Tezin Türü: Doktora
Tezin Yürütüldüğü Kurum: Gazi Üniversitesi, Fen Bilimleri Enstitüsü, Türkiye
Tezin Onay Tarihi: 2020
Tezin Dili: Türkçe
Öğrenci: MEDİNE ÇOLAK
Danışman: RAMAZAN BAYINDIR
Özet:Since solar radiation intensity and photovoltaic power generation data are indispensable inputs for photovoltaic energy systems, high accuracy and consistent solar radiation and photovoltaic power prediction are essential requirements in practice. In this thesis study, solar parameters have been modeled by experimental methods and metaheuristic optimization algorithms with high ability to find global optimum have been hybridized to artificial neural networks. In the process of creating hybrid estimation models, the grey wolf, the ant lion and the whale optimization algorithms were integrated into the multilayer perceptron algorithm. Air temperature, relative humidity and diffuse horizontal solar radiation parameters were used in the structure with 3 inputs and 2 inputs to estimate the daily total horizontal solar radiation. In order to estimate the daily photovoltaic power generation, air temperature, relative humidity, total horizontal solar radiation and diffuse horizontal solar radiation parameters were used in the structure with 4 inputs, 3 inputs and 2 inputs. In addition, the performances of the developed hybrid estimation models were tested in terms of the hyperbolic tangent, sinus and sigmoid activation functions used in the multilayer perceptron algorithm.
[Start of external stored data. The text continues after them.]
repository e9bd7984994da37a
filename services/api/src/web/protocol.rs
//! services/api/src/web/protocol.rs
//!
//! Request and response payloads of the REST API.

use chrono::{DateTime, Utc};
use serde::{Deserialize, Serialize};
use study_core::document::StudyDocument;
use study_core::domain::{Generation, Material};
use study_core::generation::GenerationOutcome;
use study_core::ingestion::{IngestionStatus, KickReport, MaterialOutcome, MaterialStatusItem};
use utoipa::ToSchema;
use uuid::Uuid;

//=========================================================================================
// Materials
//=========================================================================================

/// Registers a file the client already uploaded to blob storage.
#[derive(Debug, Deserialize, ToSchema)]
pub struct RegisterMaterialRequest {
    /// Storage path, must start with `"{user_id}/"`.
    pub file_path: String,
    pub mime_type: String,
}

#[derive(Debug, Serialize, ToSchema)]
pub struct MaterialResponse {
    pub id: Uuid,
    pub plan_id: Uuid,
    pub file_path: String,
    pub mime_type: String,
    /// One of `uploaded`, `processing`, `processed`, `failed`.
    pub status: String,
    pub created_at: DateTime<Utc>,
}

impl From<Material> for MaterialResponse {
    fn from(m: Material) -> Self {
        Self {
            id: m.id,
            plan_id: m.plan_id,
            file_path: m.file_path,
            mime_type: m.mime_type,
            status: m.status.as_str().to_string(),
            created_at: m.created_at,
        }
    }
}

#[derive(Debug, Serialize, ToSchema)]
pub struct MaterialOutcomeDto {
    pub material_id: Uuid,
    pub status: String,
    pub error: Option<String>,
    pub attempts: u32,
}

impl From<MaterialOutcome> for MaterialOutcomeDto {
    fn from(o: MaterialOutcome) -> Self {
        Self {
            material_id: o.material_id,
            status: o.status.as_str().to_string(),
            error: o.error,
            attempts: o.attempts,
        }
    }
}

/// Result of draining a plan's materials.
#[derive(Debug, Serialize, ToSchema)]
pub struct KickResponse {
    pub ok: bool,
    pub processed_count: usize,
    pub failed_count: usize,
    pub items: Vec<MaterialOutcomeDto>,
}

impl From<KickReport> for KickResponse {
    fn from(r: KickReport) -> Self {
        Self {
            ok: r.ok,
            processed_count: r.processed_count,
            failed_count: r.failed_count,
            items: r.items.into_iter().map(Into::into).collect(),
        }
    }
}

#[derive(Debug, Serialize, ToSchema)]
pub struct MaterialStatusDto {
    pub id: Uuid,
    pub status: String,
    pub error: Option<String>,
}

impl From<MaterialStatusItem> for MaterialStatusDto {
    fn from(i: MaterialStatusItem) -> Self {
        Self {
            id: i.id,
            status: i.status.as_str().to_string(),
            error: i.error,
        }
    }
}

#[derive(Debug, Serialize, ToSchema)]
pub struct MaterialsStatusResponse {
    pub items: Vec<MaterialStatusDto>,
    pub total: usize,
    pub processed: usize,
    pub failed: usize,
    /// True once every material is `processed` or `failed`.
    pub settled: bool,
}

impl From<IngestionStatus> for MaterialsStatusResponse {
    fn from(s: IngestionStatus) -> Self {
        let settled = s.settled();
        Self {
            items: s.items.into_iter().map(Into::into).collect(),
            total: s.total,
            processed: s.processed,
            failed: s.failed,
            settled,
        }
    }
}

//=========================================================================================
// Generations
//=========================================================================================

#[derive(Debug, Deserialize, ToSchema)]
pub struct ImagePayload {
    pub mime_type: String,
    /// Standard base64, no `data:` prefix.
    pub data_base64: String,
}

#[derive(Debug, Deserialize, ToSchema)]
pub struct GenerateRequestBody {
    /// Client-chosen id. Replaying it never charges twice.
    pub generation_id: Option<Uuid>,
    pub prompt: String,
    /// `en`, `es` or `de`. Detected from the prompt when omitted.
    pub language: Option<String>,
    pub plan_id: Option<Uuid>,
    #[serde(default)]
    pub images: Vec<ImagePayload>,
}

#[derive(Debug, Serialize, ToSchema)]
pub struct GenerateResponse {
    pub generation_id: Uuid,
    #[schema(value_type = Object)]
    pub document: StudyDocument,
    pub credits_charged: i64,
    pub already_charged: bool,
}

impl From<GenerationOutcome> for GenerateResponse {
    fn from(o: GenerationOutcome) -> Self {
        Self {
            generation_id: o.generation_id,
            document: o.document,
            credits_charged: o.credits_charged,
            already_charged: o.already_charged,
        }
    }
}

#[derive(Debug, Serialize, ToSchema)]
pub struct GenerationResponse {
    pub id: Uuid,
    /// One of `processing`, `done`, `failed`.
    pub status: String,
    pub prompt: String,
    pub language: String,
    #[schema(value_type = Option<Object>)]
    pub document: Option<StudyDocument>,
    pub credits_charged: i64,
    pub error_code: Option<String>,
    pub created_at: DateTime<Utc>,
}

impl From<Generation> for GenerationResponse {
    fn from(g: Generation) -> Self {
        Self {
            id: g.id,
            status: g.status.as_str().to_string(),
            prompt: g.prompt,
            language: g.language,
            document: g.document,
            credits_charged: g.credits_charged,
            error_code: g.error_code,
            created_at: g.created_at,
        }
    }
}

//=========================================================================================
// Credits
//=========================================================================================

#[derive(Debug, Serialize, ToSchema)]
pub struct BalanceResponse {
    pub balance: i64,
}

/// Sent by the payment integration once a checkout completes.
#[derive(Debug, Deserialize, ToSchema)]
pub struct FulfillRequest {
    pub user_id: Uuid,
    pub credits: i64,
    pub checkout_id: String,
}

#[derive(Debug, Serialize, ToSchema)]
pub struct FulfillResponse {
    /// False when this checkout had already been fulfilled.
    pub applied: bool,
    pub balance: i64,
}

#[derive(Debug, Serialize, ToSchema)]
pub struct HealthResponse {
    pub status: String,
}
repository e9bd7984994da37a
pub mod adapters;
pub mod config;
pub mod error;
pub mod web;
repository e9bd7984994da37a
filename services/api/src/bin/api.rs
//! services/api/src/bin/api.rs

use std::sync::Arc;
use std::time::Duration;

use api_lib::{
    adapters::{DbAdapter, HttpBlobStore, OpenAiLanguageModel, OpenAiOcrAdapter, PdftotextAdapter},
    config::Config,
    error::ApiError,
    web::{build_router, AppState},
};
use async_openai::{config::OpenAIConfig, Client};
use sqlx::postgres::PgPoolOptions;
use study_core::extraction::ExtractionStrategy;
use study_core::generation::{GenerationPorts, GenerationService};
use study_core::ingestion::IngestionService;
use study_core::worker::IngestionWorker;
use tokio_util::sync::CancellationToken;
use tracing::{info, warn};
use tracing_subscriber::{layer::SubscriberExt, util::SubscriberInitExt};

const PDF_TEXT_TIMEOUT: Duration = Duration::from_secs(30);
const BLOB_TIMEOUT: Duration = Duration::from_secs(30);

#[tokio::main]
async fn main() -> Result<(), ApiError> {
    // --- 1. Load Configuration & Set Up Logging ---
    let config = Arc::new(Config::from_env()?);
    tracing_subscriber::registry()
        .with(tracing_subscriber::EnvFilter::new(config.log_level.to_string()))
        .with(tracing_subscriber::fmt::layer())
        .init();
    info!("Configuration loaded. Starting server...");

    // --- 2. Connect to Database & Run Migrations ---
    info!("Connecting to database...");
    let db_pool = PgPoolOptions::new()
        .max_connections(10)
        .connect(&config.database_url)
        .await?;
    let db = Arc::new(DbAdapter::new(db_pool));
    info!("Running database migrations...");
    db.run_migrations().await?;
    info!("Database migrations complete.");

    // --- 3. Initialize Service Adapters ---
    // A missing key is reported per request as OPENAI_KEY_MISSING rather than at startup.
    let openai_client = match &config.openai_api_key {
        Some(key) => Some(Client::with_config(OpenAIConfig::new().with_api_key(key))),
        None => {
            warn!("OPENAI_API_KEY is not set; generation and OCR requests will fail");
            None
        }
    };
    let model = Arc::new(OpenAiLanguageModel::new(
        openai_client.clone(),
        config.generation_model.clone(),
    ));
    let ocr = Arc::new(OpenAiOcrAdapter::new(openai_client, config.ocr_model.clone()));
    let pdf = Arc::new(PdftotextAdapter::new(PDF_TEXT_TIMEOUT));

    let http = reqwest::Client::builder()
        .timeout(BLOB_TIMEOUT)
        .build()
        .map_err(|e| ApiError::Internal(format!("Failed to build HTTP client: {}", e)))?;
    let blobs = Arc::new(HttpBlobStore::new(
        http,
        &config.blob_base_url,
        &config.blob_bucket,
        config.blob_service_key.clone(),
    ));

    // --- 4. Build the Orchestrators ---
    let extractor = Arc::new(ExtractionStrategy::new(
        blobs.clone(),
        pdf,
        ocr,
        config.extraction(),
    ));
    let ingestion = Arc::new(IngestionService::new(db.clone(), extractor, config.ingestion()));
    let generation = Arc::new(GenerationService::new(
        GenerationPorts {
            generations: db.clone(),
            materials: db.clone(),
            ledger: db.clone(),
            journal: db.clone(),
            pointer: db.clone(),
            model,
        },
        config.generation(),
    ));

    let app_state = Arc::new(AppState {
        config: config.clone(),
        ingestion: ingestion.clone(),
        generation,
        blobs,
    });

    // --- 5. Start the Background Ingestion Worker ---
    let shutdown = CancellationToken::new();
    let worker = IngestionWorker::new(db.clone(), ingestion, config.worker()).spawn(shutdown.clone());

    // --- 6. Start the Server ---
    let app = build_router(app_state);
    info!("Starting server on {}", config.bind_address);
    info!("Swagger UI available at http://{}/swagger-ui", config.bind_address);
    let listener = tokio::net::TcpListener::bind(&config.bind_address).await?;

    let signal_token = shutdown.clone();
    tokio::spawn(async move {
        if let Err(e) = tokio::signal::ctrl_c().await {
            warn!(error = %e, "Failed to listen for the shutdown signal");
        }
        info!("Shutdown signal received");
        signal_token.cancel();
    });

    let server_token = shutdown.clone();
    axum::serve(listener, app)
        .with_graceful_shutdown(async move { server_token.cancelled().await })
        .await?;

    shutdown.cancel();
    if let Err(e) = worker.await {
        warn!(error = %e, "Ingestion worker ended abnormally");
    }
    info!("Server stopped.");
    Ok(())
}
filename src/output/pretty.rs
use std::collections::BTreeMap;

use colored::Colorize;
use terminal_size::{terminal_size, Width};

use crate::archive::{EntryKind, FileContents, ItemInfo, ItemListing, ItemView};
use crate::cache::CacheStatus;
use crate::search::{result_count, SearchResults};

/// Fallback width when stdout is not a terminal
const DEFAULT_WIDTH: usize = 80;

/// Usable output width, capped so rules stay readable on wide terminals
fn output_width() -> usize {
    terminal_size()
        .map(|(Width(w), _)| w as usize)
        .unwrap_or(DEFAULT_WIDTH)
        .clamp(40, 100)
}

fn rule(width: usize) -> String {
    "─".repeat(width)
}

/// Safely truncate a string to n characters, appending "..." if truncated.
/// Works correctly with multi-byte UTF-8 characters.
fn truncate_str(s: &str, max_chars: usize) -> String {
    let chars: Vec<char> = s.chars().collect();
    if chars.len() > max_chars {
        let truncated: String = chars.iter().take(max_chars.saturating_sub(3)).collect();
        format!("{}...", truncated)
    } else {
        s.to_string()
    }
}

/// Format a byte count for display
fn format_size(bytes: u64) -> String {
    if bytes < 1024 {
        format!("{} B", bytes)
    } else if bytes < 1024 * 1024 {
        format!("{:.1} KB", bytes as f64 / 1024.0)
    } else {
        format!("{:.1} MB", bytes as f64 / (1024.0 * 1024.0))
    }
}

/// Format age in human-readable form
pub fn format_age(secs: u64) -> String {
    if secs < 60 {
        format!("{}s", secs)
    } else if secs < 3600 {
        format!("{}m {}s", secs / 60, secs % 60)
    } else {
        format!("{}h {}m", secs / 3600, (secs % 3600) / 60)
    }
}

/// Format the list of categories
pub fn format_categories(categories: &[String]) -> String {
    if categories.is_empty() {
        return "No categories found.".to_string();
    }

    let mut output = String::new();
    output.push_str(&format!("{}\n", "Categories".bold()));
    output.push_str(&rule(40));
    output.push('\n');
    for category in categories {
        output.push_str(&format!("  {}\n", category.to_uppercase()));
    }
    output
}

/// One summary block: title, keywords, category and a description preview
fn push_summary(output: &mut String, category: &str, script: &str, info: &ItemInfo, width: usize) {
    output.push_str(&format!(
        "{} {}\n",
        info.title.bold(),
        format!("({}/{})", category, script).dimmed()
    ));
    if !info.keywords.is_empty() {
        output.push_str(&format!(
            "  {} {}\n",
            "Keywords:".cyan(),
            info.keywords.join(", ")
        ));
    }
    output.push_str(&format!("  {} {}\n", "Category:".cyan(), category.to_uppercase()));
    if let Some(first_line) = info.description.lines().next() {
        output.push_str(&format!("  {}\n", truncate_str(first_line, width.saturating_sub(2))));
    }
    output.push('\n');
}

fn push_category(
    output: &mut String,
    category: &str,
    items: &BTreeMap<String, ItemInfo>,
    width: usize,
) {
    for (script, info) in items {
        push_summary(output, category, script, info, width);
    }
}

/// Format an item listing for one category or the whole archive
pub fn format_listing(listing: &ItemListing) -> String {
    let width = output_width();
    let mut output = String::new();

    match listing {
        ItemListing::Category { category, items } => {
            output.push_str(&format!(
                "Viewing category: \"{}\"\n",
                category.bold()
            ));
            output.push_str(&rule(width));
            output.push('\n');
            if items.is_empty() {
                output.push_str("No items found.\n");
            }
            push_category(&mut output, category, items, width);
        }
        ItemListing::All(all) => {
            if all.values().all(BTreeMap::is_empty) {
                return "No items found.".to_string();
            }
            output.push_str(&format!("{}\n", "All items".bold()));
            output.push_str(&rule(width));
            output.push('\n');
            for (category, items) in all {
                push_category(&mut output, category, items, width);
            }
        }
    }

    output
}

/// Format a single item with its files and optional file contents
pub fn format_item_view(view: &ItemView) -> String {
    let width = output_width();
    let mut output = String::new();

    output.push_str(&format!("{}\n", view.info.title.bold()));
    output.push_str(&rule(width));
    output.push('\n');
    output.push_str(&format!("{} {}/{}\n", "Item:".cyan(), view.category, view.script));
    if !view.info.keywords.is_empty() {
        output.push_str(&format!("{} {}\n", "Keywords:".cyan(), view.info.keywords.join(", ")));
    }
    if !view.info.description.is_empty() {
        output.push_str(&format!("\n{}\n{}\n", "Description:".cyan(), view.info.description));
    }

    let location = if view.subpath.is_empty() {
        String::new()
    } else {
        format!(" >> {}", view.subpath.replace('/', " >> "))
    };
    output.push_str(&format!("\n{}{}\n", "Files:".cyan(), location.dimmed()));

    if view.entries.is_empty() {
        output.push_str(&format!("  {}\n", "(empty)".dimmed()));
    }
    for entry in &view.entries {
        match entry.kind {
            EntryKind::File => output.push_str(&format!(
                "  {:<40} {}\n",
                entry.name,
                format_size(entry.size.unwrap_or(0)).dimmed()
            )),
            EntryKind::Directory => {
                output.push_str(&format!("  {}\n", format!("/{}/", entry.name).blue().bold()))
            }
        }
    }

    if let Some(ref file) = view.file {
        output.push('\n');
        output.push_str(&format_file(file));
    }

    output
}

/// Format the contents of one file under a header
pub fn format_file(file: &FileContents) -> String {
    let width = output_width();
    let mut output = String::new();
    output.push_str(&format!(
        "{} {}\n",
        file.path.bold(),
        format!("({})", format_size(file.size)).dimmed()
    ));
    output.push_str(&rule(width));
    output.push('\n');
    output.push_str(&file.contents);
    if !file.contents.ends_with('\n') {
        output.push('\n');
    }
    output
}

/// Format search results
pub fn format_search(phrase: &str, results: &SearchResults) -> String {
    if results.is_empty() {
        return "No results.".to_string();
    }

    let width = output_width();
    let count = result_count(results);
    let mut output = String::new();
    output.push_str(&format!(
        "Search results for: \"{}\" ({} {})\n",
        phrase.bold(),
        count,
        if count == 1 { "match" } else { "matches" }
    ));
    output.push_str(&rule(width));
    output.push('\n');

    for (category, records) in results {
        for (script, record) in records {
            let info = ItemInfo {
                title: record.title.clone(),
                keywords: record.keywords.clone(),
                description: record.description.clone(),
            };
            push_summary(&mut output, category, script, &info, width);
        }
    }

    output
}

/// Format the cache status
pub fn format_cache_status(status: &CacheStatus) -> String {
    let mut output = String::new();
    output.push_str(&format!("{}\n", "Cache Status".bold()));
    output.push_str(&format!("Location: {}\n\n", status.path.display()));

    if !status.exists {
        output.push_str(&format!("  {}\n", "Not cached".dimmed()));
        return output.trim_end().to_string();
    }

    match (status.count, status.age_secs) {
        (Some(count), Some(age)) => {
            output.push_str(&format!("  Entries: {}\n", count));
            let state = if status.fresh {
                "(fresh)".green()
            } else {
                "(stale)".yellow()
            };
            output.push_str(&format!("  Age: {} {}\n", format_age(age), state));
            output.push_str(&format!("  TTL: {}\n", format_age(status.ttl_secs)));
        }
        _ => output.push_str(&format!("  {}\n", "Unreadable or invalid".yellow())),
    }

    output.trim_end().to_string()
}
The comparison of mean absolute error, mean absolute percentage error and root mean squared error performances of the developed estimation models shows that the grey wolf optimization algorithm-based multilayer perceptron model provides the best results for estimating the daily total solar radiation and the daily photovoltaic power generation. In addition, it is considered that the developed hybrid estimation models can successfully be applied on the datasets containing different time intervals to be used in the future.